The use of TMS within an MRI equipment is not straightforward 
  because of the magnetic forces between the two systems and because the TMS coil 
  may distort the MRI images. Nevertheless, it has been shown that TMS-evoked 
  brain activation can be measured by using fMRI [9, 10].
RESULTS
A powerful TMS paradigm was introduced by Amassian 
  et al. [11]: a subject’s performance in a character identification task 
  was impaired when single magnetic pulses were administered between 60 and 140 
  ms after the onset of the visual stimulus; a temporary functional lesion had 
  been created. This technique has been subsequently used in a variety of experiments. 
  For example, Pascual-Leone et al. [12] showed that by applying rTMS to 
  language areas in the dominant hemisphere, speech production can be arrested.
Ziemann et al. [13] 
  studied effects of epileptic drugs on motor cortex excitability using TMS. Kähkönen 
  et al. [14] used TMS with high-resolution EEG to see how ethanol 
  affects TMS-evoked cortical activity. Stimulating the motor cortex in the left 
  hemisphere, they observed alcohol-induced changes not only in the stimulated 
  area, but also in the frontal cortex, including the contralateral hemisphere. 
  It thus appeared that ethanol had changed the functional connectivity between 
  motor and prefrontal cortices.
TMS is used increasingly for depression therapy. 

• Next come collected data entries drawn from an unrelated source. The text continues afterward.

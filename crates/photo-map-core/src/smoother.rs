//! Moving-average GPS smoothing and the walking-speed ingestion gate.

use crate::GeoPoint;
use serde::{Deserialize, Serialize};
use std::collections::VecDeque;

/// Default number of raw fixes averaged by [`GpsSmoother`].
pub const DEFAULT_SMOOTHER_WINDOW: usize = 5;

/// Fixes reported faster than this are not someone standing at a landmark.
pub const MAX_WALKING_SPEED_MPS: f64 = 2.5;

/// A raw device fix as delivered by the positioning source.
#[derive(Clone, Copy, Debug, PartialEq, Serialize, Deserialize)]
pub struct RawFix {
    pub lat: f64,
    pub lon: f64,
    #[serde(default, alias = "speedMetersPerSecond")]
    pub speed_mps: Option<f64>,
}

impl RawFix {
    pub const fn new(lat: f64, lon: f64) -> Self {
        Self {
            lat,
            lon,
            speed_mps: None,
        }
    }

    pub const fn with_speed(mut self, speed_mps: f64) -> Self {
        self.speed_mps = Some(speed_mps);
        self
    }

    #[inline]
    pub fn position(&self) -> GeoPoint {
        GeoPoint::new(self.lat, self.lon)
    }
}

/// Drops fixes that cannot be trusted as a stationary or walking position.
///
/// A fix without a reported speed passes. Non-finite coordinates never pass.
#[derive(Clone, Copy, Debug, PartialEq, Serialize, Deserialize)]
pub struct SpeedGate {
    pub max_speed_mps: f64,
}

impl Default for SpeedGate {
    fn default() -> Self {
        Self {
            max_speed_mps: MAX_WALKING_SPEED_MPS,
        }
    }
}

impl SpeedGate {
    pub fn new(max_speed_mps: f64) -> Self {
        Self { max_speed_mps }
    }

    pub fn accepts(&self, fix: &RawFix) -> bool {
        if !fix.position().is_finite() {
            return false;
        }
        !matches!(fix.speed_mps, Some(s) if s > self.max_speed_mps)
    }
}

/// Unweighted moving average over the last `capacity` positions.
///
/// The smoother does not reject outliers; gate fixes with [`SpeedGate`] first.
#[derive(Clone, Debug)]
pub struct GpsSmoother {
    capacity: usize,
    buffer: VecDeque<GeoPoint>,
}

impl Default for GpsSmoother {
    fn default() -> Self {
        Self::new(DEFAULT_SMOOTHER_WINDOW)
    }
}

impl GpsSmoother {
    /// A capacity of zero is bumped to one.
    pub fn new(capacity: usize) -> Self {
        let capacity = capacity.max(1);
        Self {
            capacity,
            buffer: VecDeque::with_capacity(capacity + 1),
        }
    }

    pub fn add(&mut self, fix: GeoPoint) {
        self.buffer.push_back(fix);
        while self.buffer.len() > self.capacity {
            self.buffer.pop_front();
        }
    }

    /// Mean latitude and longitude of the buffered fixes, `None` when empty.
    ///
    /// Running mean, so a buffer of identical fixes returns that fix bit for bit.
    pub fn average(&self) -> Option<GeoPoint> {
        let mut iter = self.buffer.iter();
        let mut mean = *iter.next()?;
        for (k, p) in iter.enumerate() {
            let n = (k + 2) as f64;
            mean.lat += (p.lat - mean.lat) / n;
            mean.lon += (p.lon - mean.lon) / n;
        }
        Some(mean)
    }

    pub fn reset(&mut self) {
        self.buffer.clear();
    }

    #[inline]
    pub fn len(&self) -> usize {
        self.buffer.len()
    }

    #[inline]
    pub fn is_empty(&self) -> bool {
        self.buffer.is_empty()
    }

    #[inline]
    pub fn capacity(&self) -> usize {
        self.capacity
    }
}

#[cfg(test)]
mod tests {
    use super::*;
    use approx::assert_abs_diff_eq;

    #[test]
    fn evicts_oldest_beyond_capacity() {
        let mut s = GpsSmoother::new(3);
        for i in 0..7 {
            s.add(GeoPoint::new(i as f64, 0.0));
        }
        assert_eq!(s.len(), 3);
        let avg = s.average().expect("non-empty");
        assert_abs_diff_eq!(avg.lat, 5.0, epsilon = 1e-12);
    }

    #[test]
    fn identical_fixes_average_exactly() {
        let mut s = GpsSmoother::default();
        let p = GeoPoint::new(45.923_456, 6.869_123);
        for _ in 0..DEFAULT_SMOOTHER_WINDOW {
            s.add(p);
        }
        assert_eq!(s.len(), DEFAULT_SMOOTHER_WINDOW);
        assert_eq!(s.average(), Some(p));
    }

    #[test]
    fn reset_empties_buffer() {
        let mut s = GpsSmoother::default();
        s.add(GeoPoint::new(1.0, 2.0));
        s.reset();
        assert!(s.is_empty());
        assert_eq!(s.average(), None);
    }

    #[test]
    fn zero_capacity_keeps_latest_fix() {
        let mut s = GpsSmoother::new(0);
        s.add(GeoPoint::new(1.0, 1.0));
        s.add(GeoPoint::new(2.0, 2.0));
        assert_eq!(s.capacity(), 1);
        assert_eq!(s.average(), Some(GeoPoint::new(2.0, 2.0)));
    }

    #[test]
    fn speed_gate_drops_fast_and_broken_fixes() {
        let gate = SpeedGate::default();
        assert!(gate.accepts(&RawFix::new(1.0, 1.0)));
        assert!(gate.accepts(&RawFix::new(1.0, 1.0).with_speed(2.5)));
        assert!(!gate.accepts(&RawFix::new(1.0, 1.0).with_speed(2.6)));
        assert!(!gate.accepts(&RawFix::new(f64::NAN, 1.0)));
    }

    #[test]
    fn raw_fix_parses_device_speed_field() {
        let fix: RawFix =
            serde_json::from_str(r#"{"lat":1.0,"lon":2.0,"speedMetersPerSecond":3.0}"#)
                .expect("parse");
        assert_eq!(fix.speed_mps, Some(3.0));
    }
}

  George et al. [15] treated medication-resistant depressed patients by 
  applying rTMS to the left dorsolateral prefrontal cortex, where neuronal activity 
  appears to be lowered in depression. Several other authors [16] have subsequently 
  reported positive results on depressed patients, giving hope that rTMS may replace 
  the inconvenient electroconvulsive therapy (ECT) at least in some cases of drug-resistant 
  depression.
rTMS has also been an experimental treatment for 
  patients with obsessive-compulsive disorders [17], post-traumatic stress [18], 
  schizophrenia and Parkinson's disease [19]. However, the physiological mechanisms 
  and the conclusive demonstration of the efficacy of rTMS in therapy still requires 
  extensive clinical trials.
DISCUSSION 
In its 16 years of existence, TMS has evolved into 
  a valuable technique for both clinicians and basic researchers. It is a unique 
  and powerful tool providing a means to examine cortical excitability and connectivity 
  in normal and abnormal human brain in vivo. On the other hand, rTMS has 
  shown promise as an alternative treatment in several psychiatric disorders, 
  in particular in depression. In cognitive neuroscience, the excellent temporal 
  resolution of TMS is invaluable in determining brain–behaviour relations with, 
  e.g., temporary lesion studies. Advances in precise, navigated targeting 
  of TMS, improved techniques for the recording of TMS-evoked activity, integration 
  with MRI and other imaging techniques, and new experimental paradigms and clinical 
  applications promise a bright future for TMS. One can say that a new brain imaging 
  tool has emerged.
Acknowledgments: Supported by the Academy 
  of Finland and Helsinki University Central Hospital Research Funds.